**REQUIRED WORK:** Reproduce the listing in full. Keep every character unchanged.

**DATASET CONTENT:**

//! Floating button presentation on top of the attachment engine.
//!
//! The controller owns the process' single [`OverlayVisualState`] and turns
//! gestures into engine calls, host menu presentation and frame updates.

use tracing::{debug, info};

use super::menu::{MenuAction, ResultMessage};
use crate::attach::{AttachStatus, AttachmentEngine, RetryPolicy, RetryToken};
use crate::host::{HostUi, RetryScheduler};
use crate::model::geometry::{clamp_into, snap_to_side};
use crate::model::{OverlayConfig, Point, Rect};

#[derive(Debug, Clone, Copy, PartialEq, Eq)]
pub enum OverlayVisualState {
    /// Nothing installed (initial, while searching, after a give-up).
    Detached,
    /// Installed on a window, not revealed yet.
    Attached,
    Visible,
    /// Explicitly hidden by the user or the API.
    Hidden,
    Dragging,
}

#[derive(Debug, Clone, Copy, PartialEq, Eq)]
pub enum ShowStatus {
    Visible,
    /// Waiting for the host window; revealed by a later retry.
    Pending,
}

#[derive(Debug, Clone, PartialEq, Eq, thiserror::Error)]
pub enum OverlayError {
    #[error("no usable host window after {attempts} attempt(s)")]
    AttachmentFailed { attempts: u32 },

    #[error("overlay is not attached to a window")]
    NotAttached,
}

pub struct OverlayController<H: HostUi, S: RetryScheduler> {
    engine: AttachmentEngine<H, S>,
    visual: OverlayVisualState,
    policy: RetryPolicy,
    snap_to_edge: bool,
    /// A show is requested (visible now or waiting for a window).
    wants_visible: bool,
    /// The last show gave up; try again when the host's windows change.
    retry_on_window_change: bool,
    drag_origin: Option<Point>,
    menu_open: bool,
}

impl<H: HostUi, S: RetryScheduler> OverlayController<H, S> {
    pub fn new(host: H, scheduler: S, config: &OverlayConfig) -> Self {
        Self {
            engine: AttachmentEngine::new(host, scheduler, config.button(), config.edge_margin),
            visual: OverlayVisualState::Detached,
            policy: config.retry,
            snap_to_edge: config.snap_to_edge,
            wants_visible: false,
            retry_on_window_change: false,
            drag_origin: None,
            menu_open: false,
        }
    }

    /// Attach (if needed) and reveal the button.
    pub fn show(&mut self) -> Result<ShowStatus, OverlayError> {
        self.wants_visible = true;
        self.retry_on_window_change = false;
        let status = self.engine.attach(self.policy);
        self.settle(status).unwrap_or(Ok(ShowStatus::Pending))
    }

    /// Hide and detach. Idempotent.
    pub fn hide(&mut self) {
        self.wants_visible = false;
        self.retry_on_window_change = false;
        self.drag_origin = None;
        self.close_menu();
        self.engine.detach();
        if self.visual != OverlayVisualState::Hidden {
            debug!("overlay hidden");
        }
        self.visual = OverlayVisualState::Hidden;
    }

    /// Flip visibility. Returns whether the button is visible afterwards.
    pub fn toggle(&mut self) -> Result<bool, OverlayError> {
        if self.wants_visible {
            self.hide();
            Ok(false)
        } else {
            self.show().map(|status| status == ShowStatus::Visible)
        }
    }

    pub fn is_visible(&self) -> bool {
        matches!(
            self.visual,
            OverlayVisualState::Visible | OverlayVisualState::Dragging
        )
    }

    pub fn visual_state(&self) -> OverlayVisualState {
        self.visual
    }

    pub fn is_menu_open(&self) -> bool {
        self.menu_open
    }

    /// Delivery of a scheduled retry. Returns the outcome of a pending show
    /// once it is decided.
    pub fn on_retry_elapsed(&mut self, token: RetryToken) -> Option<Result<ShowStatus, OverlayError>> {
        let status = self.engine.on_retry_elapsed(token);
        self.settle(status)
    }

    /// The host's key window or active scene changed.
    pub fn host_window_changed(&mut self) -> Option<Result<ShowStatus, OverlayError>> {
        if self.engine.is_attached() {
            let status = self.engine.revalidate();
            return self.settle(status);
        }
        if self.retry_on_window_change {
            info!("host windows changed, retrying overlay attachment");
            return Some(self.show());
        }
        None
    }

    pub fn drag_began(&mut self) -> bool {
        if !self.is_visible() || self.drag_origin.is_some() {
            return false;
        }
        if !self.ensure_attached() {
            return false;
        }
        let Some(frame) = self.engine.overlay_frame() else {
            return false;
        };
        self.close_menu();
        self.drag_origin = Some(frame.origin);
        self.visual = OverlayVisualState::Dragging;
        true
    }

    /// Follow the finger. `translation` is cumulative since the drag began.
    pub fn drag_moved(&mut self, translation: Point) {
        let (Some(origin), Some(frame)) = (self.drag_origin, self.engine.overlay_frame()) else {
            return;
        };
        self.engine.move_overlay(frame.with_origin(origin.offset(translation)));
    }

    /// Finish a drag (or a cancelled one) and settle the button inside the
    /// window bounds. Returns the resting frame.
    pub fn drag_ended(&mut self, translation: Point) -> Option<Rect> {
        let origin = self.drag_origin.take()?;
        if self.visual == OverlayVisualState::Dragging {
            self.visual = OverlayVisualState::Visible;
        }
        let (Some(frame), Some(bounds)) = (self.engine.overlay_frame(), self.engine.target_bounds())
        else {
            self.ensure_attached();
            return None;
        };

        let margin = self.engine.edge_margin();
        let mut rest = clamp_into(frame.with_origin(origin.offset(translation)), bounds, margin);
        if self.snap_to_edge {
            rest = snap_to_side(rest, bounds, margin);
        }
        self.engine.move_overlay(rest);
        self.engine.set_anchor(rest.origin);
        debug!(x = rest.origin.x, y = rest.origin.y, "overlay came to rest");
        Some(rest)
    }

    /// A tap on the button. Opens the menu unless a drag is in progress.
    pub fn tap(&mut self) -> bool {
        if self.visual == OverlayVisualState::Dragging {
            return false;
        }
        self.open_menu().is_ok()
    }

    pub fn open_menu(&mut self) -> Result<(), OverlayError> {
        if !self.is_visible() || !self.ensure_attached() {
            return Err(OverlayError::NotAttached);
        }
        self.engine.host_mut().present_menu(&MenuAction::entries());
        self.menu_open = true;
        Ok(())
    }

    pub fn close_menu(&mut self) {
        if self.menu_open {
            self.engine.host_mut().dismiss_menu();
            self.menu_open = false;
        }
    }

    /// The host reported a selection or a dismissal; the menu is gone.
    pub fn menu_closed(&mut self) {
        self.menu_open = false;
    }

    pub fn present_result(&mut self, message: &ResultMessage) {
        self.engine.host_mut().present_message(message);
    }

    pub fn engine(&self) -> &AttachmentEngine<H, S> {
        &self.engine
    }

    pub fn host(&self) -> &H {
        self.engine.host()
    }

    pub fn host_mut(&mut self) -> &mut H {
        self.engine.host_mut()
    }

    /// Revalidate before an interaction; false when the window went away.
    fn ensure_attached(&mut self) -> bool {
        let status = self.engine.revalidate();
        self.settle(status);
        status == AttachStatus::Attached
    }

    /// Bring the visual state in line with the engine.
    fn settle(&mut self, status: AttachStatus) -> Option<Result<ShowStatus, OverlayError>> {
        match status {
            AttachStatus::Attached => {
                if !self.wants_visible {
                    return None;
                }
                if !self.is_visible() {
                    self.visual = OverlayVisualState::Attached;
                }
                // Idempotent; a re-attachment installs a fresh, hidden view.
                self.engine.host_mut().set_overlay_visible(true);
                if self.visual == OverlayVisualState::Attached {
                    self.visual = OverlayVisualState::Visible;
                    info!("overlay visible");
                }
                Some(Ok(ShowStatus::Visible))
            }
            AttachStatus::GaveUp { attempts } => {
                if !self.wants_visible {
                    return None;
                }
                self.wants_visible = false;
                self.retry_on_window_change = true;
                self.visual = OverlayVisualState::Detached;
                Some(Err(OverlayError::AttachmentFailed { attempts }))
            }
            AttachStatus::Searching { .. } | AttachStatus::Idle => {
                if self.visual != OverlayVisualState::Hidden {
                    self.visual = OverlayVisualState::Detached;
                }
                self.drag_origin = None;
                self.menu_open = false;
                None
            }
        }
    }
}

**ANSWER BELOW:**
//! Floating button presentation on top of the attachment engine.
//!
//! The controller owns the process' single [`OverlayVisualState`] and turns
//! gestures into engine calls, host menu presentation and frame updates.

use tracing::{debug, info};

use super::menu::{MenuAction, ResultMessage};
use crate::attach::{AttachStatus, AttachmentEngine, RetryPolicy, RetryToken};
use crate::host::{HostUi, RetryScheduler};
use crate::model::geometry::{clamp_into, snap_to_side};
use crate::model::{OverlayConfig, Point, Rect};

#[derive(Debug, Clone, Copy, PartialEq, Eq)]
pub enum OverlayVisualState {
    /// Nothing installed (initial, while searching, after a give-up).
    Detached,
    /// Installed on a window, not revealed yet.
    Attached,
    Visible,
    /// Explicitly hidden by the user or the API.
    Hidden,
    Dragging,
}

#[derive(Debug, Clone, Copy, PartialEq, Eq)]
pub enum ShowStatus {
    Visible,
    /// Waiting for the host window; revealed by a later retry.
    Pending,
}

#[derive(Debug, Clone, PartialEq, Eq, thiserror::Error)]
pub enum OverlayError {
    #[error("no usable host window after {attempts} attempt(s)")]
    AttachmentFailed { attempts: u32 },

    #[error("overlay is not attached to a window")]
    NotAttached,
}

pub struct OverlayController<H: HostUi, S: RetryScheduler> {
    engine: AttachmentEngine<H, S>,
    visual: OverlayVisualState,
    policy: RetryPolicy,
    snap_to_edge: bool,
    /// A show is requested (visible now or waiting for a window).
    wants_visible: bool,
    /// The last show gave up; try again when the host's windows change.
    retry_on_window_change: bool,
    drag_origin: Option<Point>,
    menu_open: bool,
}

impl<H: HostUi, S: RetryScheduler> OverlayController<H, S> {
    pub fn new(host: H, scheduler: S, config: &OverlayConfig) -> Self {
        Self {
            engine: AttachmentEngine::new(host, scheduler, config.button(), config.edge_margin),
            visual: OverlayVisualState::Detached,
            policy: config.retry,
            snap_to_edge: config.snap_to_edge,
            wants_visible: false,
            retry_on_window_change: false,
            drag_origin: None,
            menu_open: false,
        }
    }

    /// Attach (if needed) and reveal the button.
    pub fn show(&mut self) -> Result<ShowStatus, OverlayError> {
        self.wants_visible = true;
        self.retry_on_window_change = false;
        let status = self.engine.attach(self.policy);
        self.settle(status).unwrap_or(Ok(ShowStatus::Pending))
    }

    /// Hide and detach. Idempotent.
    pub fn hide(&mut self) {
        self.wants_visible = false;
        self.retry_on_window_change = false;
        self.drag_origin = None;
        self.close_menu();
        self.engine.detach();
        if self.visual != OverlayVisualState::Hidden {
            debug!("overlay hidden");
        }
        self.visual = OverlayVisualState::Hidden;
    }

    /// Flip visibility. Returns whether the button is visible afterwards.
    pub fn toggle(&mut self) -> Result<bool, OverlayError> {
        if self.wants_visible {
            self.hide();
            Ok(false)
        } else {
            self.show().map(|status| status == ShowStatus::Visible)
        }
    }

    pub fn is_visible(&self) -> bool {
        matches!(
            self.visual,
            OverlayVisualState::Visible | OverlayVisualState::Dragging
        )
    }

    pub fn visual_state(&self) -> OverlayVisualState {
        self.visual
    }

    pub fn is_menu_open(&self) -> bool {
        self.menu_open
    }

    /// Delivery of a scheduled retry. Returns the outcome of a pending show
    /// once it is decided.
    pub fn on_retry_elapsed(&mut self, token: RetryToken) -> Option<Result<ShowStatus, OverlayError>> {
        let status = self.engine.on_retry_elapsed(token);
        self.settle(status)
    }

    /// The host's key window or active scene changed.
    pub fn host_window_changed(&mut self) -> Option<Result<ShowStatus, OverlayError>> {
        if self.engine.is_attached() {
            let status = self.engine.revalidate();
            return self.settle(status);
        }
        if self.retry_on_window_change {
            info!("host windows changed, retrying overlay attachment");
            return Some(self.show());
        }
        None
    }

    pub fn drag_began(&mut self) -> bool {
        if !self.is_visible() || self.drag_origin.is_some() {
            return false;
        }
        if !self.ensure_attached() {
            return false;
        }
        let Some(frame) = self.engine.overlay_frame() else {
            return false;
        };
        self.close_menu();
        self.drag_origin = Some(frame.origin);
        self.visual = OverlayVisualState::Dragging;
        true
    }

    /// Follow the finger. `translation` is cumulative since the drag began.
    pub fn drag_moved(&mut self, translation: Point) {
        let (Some(origin), Some(frame)) = (self.drag_origin, self.engine.overlay_frame()) else {
            return;
        };
        self.engine.move_overlay(frame.with_origin(origin.offset(translation)));
    }

    /// Finish a drag (or a cancelled one) and settle the button inside the
    /// window bounds. Returns the resting frame.
    pub fn drag_ended(&mut self, translation: Point) -> Option<Rect> {
        let origin = self.drag_origin.take()?;
        if self.visual == OverlayVisualState::Dragging {
            self.visual = OverlayVisualState::Visible;
        }
        let (Some(frame), Some(bounds)) = (self.engine.overlay_frame(), self.engine.target_bounds())
        else {
            self.ensure_attached();
            return None;
        };

        let margin = self.engine.edge_margin();
        let mut rest = clamp_into(frame.with_origin(origin.offset(translation)), bounds, margin);
        if self.snap_to_edge {
            rest = snap_to_side(rest, bounds, margin);
        }
        self.engine.move_overlay(rest);
        self.engine.set_anchor(rest.origin);
        debug!(x = rest.origin.x, y = rest.origin.y, "overlay came to rest");
        Some(rest)
    }

    /// A tap on the button. Opens the menu unless a drag is in progress.
    pub fn tap(&mut self) -> bool {
        if self.visual == OverlayVisualState::Dragging {
            return false;
        }
        self.open_menu().is_ok()
    }

    pub fn open_menu(&mut self) -> Result<(), OverlayError> {
        if !self.is_visible() || !self.ensure_attached() {
            return Err(OverlayError::NotAttached);
        }
        self.engine.host_mut().present_menu(&MenuAction::entries());
        self.menu_open = true;
        Ok(())
    }

    pub fn close_menu(&mut self) {
        if self.menu_open {
            self.engine.host_mut().dismiss_menu();
            self.menu_open = false;
        }
    }

    /// The host reported a selection or a dismissal; the menu is gone.
    pub fn menu_closed(&mut self) {
        self.menu_open = false;
    }

    pub fn present_result(&mut self, message: &ResultMessage) {
        self.engine.host_mut().present_message(message);
    }

    pub fn engine(&self) -> &AttachmentEngine<H, S> {
        &self.engine
    }

    pub fn host(&self) -> &H {
        self.engine.host()
    }

    pub fn host_mut(&mut self) -> &mut H {
        self.engine.host_mut()
    }

    /// Revalidate before an interaction; false when the window went away.
    fn ensure_attached(&mut self) -> bool {
        let status = self.engine.revalidate();
        self.settle(status);
        status == AttachStatus::Attached
    }

    /// Bring the visual state in line with the engine.
    fn settle(&mut self, status: AttachStatus) -> Option<Result<ShowStatus, OverlayError>> {
        match status {
            AttachStatus::Attached => {
                if !self.wants_visible {
                    return None;
                }
                if !self.is_visible() {
                    self.visual = OverlayVisualState::Attached;
                }
                // Idempotent; a re-attachment installs a fresh, hidden view.
                self.engine.host_mut().set_overlay_visible(true);
                if self.visual == OverlayVisualState::Attached {
                    self.visual = OverlayVisualState::Visible;
                    info!("overlay visible");
                }
                Some(Ok(ShowStatus::Visible))
            }
            AttachStatus::GaveUp { attempts } => {
                if !self.wants_visible {
                    return None;
                }
                self.wants_visible = false;
                self.retry_on_window_change = true;
                self.visual = OverlayVisualState::Detached;
                Some(Err(OverlayError::AttachmentFailed { attempts }))
            }
            AttachStatus::Searching { .. } | AttachStatus::Idle => {
                if self.visual != OverlayVisualState::Hidden {
                    self.visual = OverlayVisualState::Detached;
                }
                self.drag_origin = None;
                self.menu_open = false;
                None
            }
        }
    }
}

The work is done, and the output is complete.